There are a number of reasons to tap the brakes on the “shift of power” narrative, but let’s start with the obvious one. If Florida doesn’t use this victory as a springboard to win the SEC East, Georgia gets the last laugh.
Mullen knows it. He knows this win in Jacksonville will make fans happy but means little if the Gators can’t close strong and reach Atlanta for the SEC Championship this December.
“It was a big win for us,” Mullen said after the game. “Anytime you have a top-10 matchup, those are big games, so I don’t know the hump. Hopefully, if we can find a way to continue to improve, we might get more top-10 matchups as the year goes on, and we’ll see how that goes. But this puts us in a decent position. We have Arkansas in seven days.”
That’s an Arkansas team that, if you haven’t noticed, has the two things you need to upset Florida: a really good secondary and a very good quarterback. Florida fans might be familiar with Feleipe Franks. He won’t miss the throws Stetson Bennett IV and D’Wan Mathis did Saturday. Lose that game at home, and the Gator goodwill generated Saturday evaporates fast.
But the turning point and power shift conversation isn’t just about what happens this season.
There are still some realities to face for the Gators.
Georgia is the most talented program in the country, per the 247 Composite, a testament to Smart’s reputation as arguably the best recruiter in the sport. Mullen has clawed and fought like crazy to close the gap. When he arrived at Florida, the Gators had the 17th most talented team in the country, talent the staff used so well they went 4-7. Thanks to Mullen’s improved recruiting operation and his willingness and success in using the transfer portal, Florida is now the 7th most talented program in the country.
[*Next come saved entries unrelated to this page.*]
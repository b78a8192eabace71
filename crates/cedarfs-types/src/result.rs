use crate::status::Status;
use crate::status_code::status_code_t;

/// The standard result type used throughout cedarfs, with `Status` as the error.
pub type Result<T> = std::result::Result<T, Status>;

/// Alias for the unit type.
pub type Void = ();

/// Create an error result from a status code.
pub fn make_error<T>(code: status_code_t) -> Result<T> {
    Err(Status::new(code))
}

/// Create an error result from a status code and message.
pub fn make_error_msg<T>(code: status_code_t, msg: impl Into<String>) -> Result<T> {
    Err(Status::with_message(code, msg))
}

#[cfg(test)]
mod tests {
    use super::*;
    use crate::status_code::{ChunkCode, StatusCode};

    #[test]
    fn test_make_error() {
        let r: Result<i32> = make_error(ChunkCode::NO_CHUNK);
        assert!(r.is_err());
        assert_eq!(r.unwrap_err().code(), 1000);
    }

    #[test]
    fn test_make_error_msg() {
        let r: Result<i32> = make_error_msg(StatusCode::INVALID_ARG, "bad goal");
        let err = r.unwrap_err();
        assert_eq!(err.code(), 3);
        assert_eq!(err.message(), Some("bad goal"));
    }

    #[test]
    fn test_ok_result() {
        let r: Result<i32> = Ok(42);
        assert_eq!(r.unwrap(), 42);
    }
}
//! Cluster-wide chunk vocabulary shared by the master and its collaborators.
//!
//! A chunk's redundancy is described by a [`Goal`]: either an ordinary
//! replica count or an XOR erasure-coding level. A chunkserver holds a chunk
//! either as a whole replica or as a single XOR part ([`ChunkPartType`]).
//! The [`PartSetCalculator`] answers, for a set of held parts, how available
//! the chunk data is and which parts must be recovered or removed to meet
//! the goal.

pub mod calculator;
pub mod goal;
pub mod part;
pub mod tables;

pub use calculator::{ChunkAvailability, PartSetCalculator};
pub use goal::Goal;
pub use part::{ChunkPartType, BLOCK_SIZE};
pub use tables::{AvailabilityTable, ReplicationTable, StandardCopyMatrix, COPY_MATRIX_EXPORT_SIZE};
The gap between Florida and Georgia has tightened, and you saw it Saturday, when Florida received multiple winning contributions from depth pieces like tight end Kemore Gamble and freshman running back Nay’Quan Wright.
So yes, math says the Gators have closed the gap, but Florida still loses more 1-on-1 recruiting battles with Smart and Georgia than it wins and as long as that happens, the game in Jacksonville will mostly be a toss-up where Florida has to hope to hace a consistent schematic edge. That can happen, but the better outcome would be for Florida to use this type of win, one where they played modern, fun offense and Georgia looked stuck in a 1980s Vince Dooley twilight zone, to sell their program as the more attractive landing spot. That’s especially important in the Sunshine state, where Smart has outfoxed and outflanked the Florida staff for too many outstanding players since arriving at his alma mater.
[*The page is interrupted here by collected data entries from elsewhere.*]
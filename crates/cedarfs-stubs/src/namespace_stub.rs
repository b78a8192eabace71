use cedarfs_chunk_manager::registry::NamespaceListener;
use cedarfs_types::{status_code_t, ChunkId};

/// Records the callbacks the manager owes the namespace layer.
#[derive(Debug, Default)]
pub struct RecordingNamespace {
    pub statuses: Vec<(ChunkId, status_code_t)>,
    pub version_increments: Vec<ChunkId>,
}

impl RecordingNamespace {
    pub fn new() -> Self {
        Self::default()
    }

    pub fn take_statuses(&mut self) -> Vec<(ChunkId, status_code_t)> {
        std::mem::take(&mut self.statuses)
    }

    pub fn last_status(&self) -> Option<(ChunkId, status_code_t)> {
        self.statuses.last().copied()
    }
}

impl NamespaceListener for RecordingNamespace {
    fn chunk_status(&mut self, chunk: ChunkId, status: status_code_t) {
        self.statuses.push((chunk, status));
    }

    fn version_increased(&mut self, chunk: ChunkId) {
        self.version_increments.push(chunk);
    }
}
Can Florida bridge that recruiting gap? Do results on the field really impact recruiting? All fair questions. Most analysts think long-term program trends impact recruiting more than one game. If that’s true, Florida can sell the changing nature of the sport. It’s an offense-first game now, and Georgia, despite the elite defenses, hasn’t figured it out on that side of the football. What’s more, the Dawgs vaunted defense has now come up woefully short against elite offenses and quarterbacks, from Tua to Jalen Hurts to Joe Burrow to Mac Jones and now, Kyle Trask. If Mullen’s program is more in step with the modern game, maybe that generates a recruiting edge. Time will tell.
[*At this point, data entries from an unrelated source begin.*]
#[test]
fn test_unlock_and_can_unlock() {
    let mut h = harness(2);
    let id = h.create_chunk(Goal::ordinary(2));
    let lockid = h.manager.get(id).unwrap().lockid();

    assert!(h.manager.can_unlock(id, 0).is_ok(), "force unlock always ok");
    assert!(h.manager.can_unlock(id, lockid).is_ok());
    assert_eq!(
        h.manager.can_unlock(id, lockid + 1).unwrap_err().code(),
        ChunkCode::WRONG_LOCKID
    );

    h.manager.unlock(id).unwrap();
    assert!(!h.manager.get(id).unwrap().is_locked(h.clock.now()));
    // The lock id survives the unlock for idempotent retransmissions.
    assert_eq!(h.manager.get(id).unwrap().lockid(), lockid);
    assert!(h.manager.can_unlock(id, lockid).is_ok());
    assert_eq!(
        h.manager.can_unlock(id, lockid + 1).unwrap_err().code(),
        ChunkCode::NOT_LOCKED
    );
}

#[test]
fn test_modify_shared_chunk_duplicates() {
    let mut h = harness(2);
    let id = h.create_chunk(Goal::ordinary(2));
    // A second file starts referencing the chunk.
    h.manager.add_file(id, Goal::ordinary(2)).unwrap();
    h.expire_lease();

    let result = h
        .manager
        .multi_modify(&mut h.registry, id, Goal::ordinary(2), 0, false)
        .unwrap();
    assert_ne!(result.chunk_id, id);
    assert!(result.operation_dispatched);

    let old = h.manager.get(id).unwrap();
    assert_eq!(old.file_count(), 1);
    let new = h.manager.get(result.chunk_id).unwrap();
    assert_eq!(new.file_count(), 1);
    assert_eq!(new.version(), 1);
    assert_eq!(new.operation(), ChunkOperation::Duplicate);
    assert_eq!(new.copies().len(), 2);
    assert!(new.copies().iter().all(|c| c.state == CopyState::Busy));

    let commands = h.registry.take_commands();
    assert_eq!(commands.len(), 2);
    assert!(commands.iter().all(|c| matches!(
        c,
        RegistryCommand::Duplicate {
            source_chunk, source_version: 1, ..
        } if *source_chunk == id
    )));
}

#[test]
fn test_modify_version_bump_when_required() {
    let mut h = harness(2);
    // A chunk discovered from chunkserver reports wants a version increase
    // before the next write.
    h.manager
        .has_chunk(ServerId(1), ChunkId(7), 7, ChunkPartType::Standard);
    h.manager
        .has_chunk(ServerId(2), ChunkId(7), 7, ChunkPartType::Standard);
    h.manager.add_file(ChunkId(7), Goal::ordinary(2)).unwrap();
    h.manager.unlock(ChunkId(7)).unwrap();

    let result = h
        .manager
        .multi_modify(&mut h.registry, ChunkId(7), Goal::ordinary(2), 0, false)
        .unwrap();
    assert!(result.operation_dispatched);

    let chunk = h.manager.get(ChunkId(7)).unwrap();
    assert_eq!(chunk.version(), 8);
    assert_eq!(chunk.operation(), ChunkOperation::SetVersion);
    let commands = h.registry.take_commands();
    assert_eq!(commands.len(), 2);
    assert!(commands.iter().all(|c| matches!(
        c,
        RegistryCommand::SetVersion {
            new_version: 8,
            old_version: 7,
            ..
        }
    )));

    // A second modify while the operation is in flight is refused.
    let err = h
        .manager
        .multi_modify(&mut h.registry, ChunkId(7), Goal::ordinary(2), result.lockid, false)
        .unwrap_err();
    assert_eq!(err.code(), ChunkCode::CHUNK_BUSY);
}

#[test]
fn test_disconnect_during_operation_triggers_emergency_bump() {
    let mut h = harness(2);
    h.manager
        .has_chunk(ServerId(1), ChunkId(7), 7, ChunkPartType::Standard);
    h.manager
        .has_chunk(ServerId(2), ChunkId(7), 7, ChunkPartType::Standard);
    h.manager.add_file(ChunkId(7), Goal::ordinary(2)).unwrap();
    h.manager.unlock(ChunkId(7)).unwrap();
    h.manager
        .multi_modify(&mut h.registry, ChunkId(7), Goal::ordinary(2), 0, false)
        .unwrap();
    h.registry.take_commands();

    // One participant drops mid-operation.
    h.manager
        .server_disconnected(&mut h.registry, &mut h.namespace, ServerId(1));
    let chunk = h.manager.get(ChunkId(7)).unwrap();
    assert_eq!(chunk.copies().len(), 1);
    assert_eq!(chunk.operation(), ChunkOperation::SetVersion);
    assert!(h.namespace.statuses.is_empty(), "survivor still busy");

    // The survivor acknowledges: instead of reporting success, the manager
    // bumps the version once more to fence the lost copy.
    h.manager.got_setversion_status(
        &mut h.registry,
        &mut h.namespace,
        ServerId(2),
        ChunkId(7),
        ChunkPartType::Standard,
        0,
    );
    assert!(h.namespace.statuses.is_empty(), "no success callback yet");
    assert_eq!(h.namespace.version_increments, vec![ChunkId(7)]);
    let chunk = h.manager.get(ChunkId(7)).unwrap();
    assert_eq!(chunk.version(), 9);
    assert_eq!(chunk.operation(), ChunkOperation::SetVersion);
    let commands = h.registry.take_commands();
    assert!(matches!(
        commands.as_slice(),
        [RegistryCommand::SetVersion {
            server: ServerId(2),
            new_version: 9,
            old_version: 8,
            ..
        }]
    ));

    // The bump completes normally.
    h.manager.got_setversion_status(
        &mut h.registry,
        &mut h.namespace,
        ServerId(2),
        ChunkId(7),
        ChunkPartType::Standard,
        0,
    );
    assert_eq!(h.namespace.last_status(), Some((ChunkId(7), StatusCode::OK)));
    assert_eq!(h.manager.get(ChunkId(7)).unwrap().operation(), ChunkOperation::None);
}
For now, it’s too soon to know if the balance has shifted. As Mullen said after the win Saturday: “Last year’s game didn’t affect this year’s game and I don’t know if this year’s game will affect next year’s game.”
What’s clear, after 3 years of top-10 duels on the banks of the St. John’s River, is that we finally have a Floria win in the Cocktail Party again, and with it, the promise of more heavyweight duels to come between Smart and Mullen. That’s fun for everyone, but it’s especially fun for the team taking the victory lap on Saturday night. The Gators hope there are plenty more of those to come in Jacksonville in the future.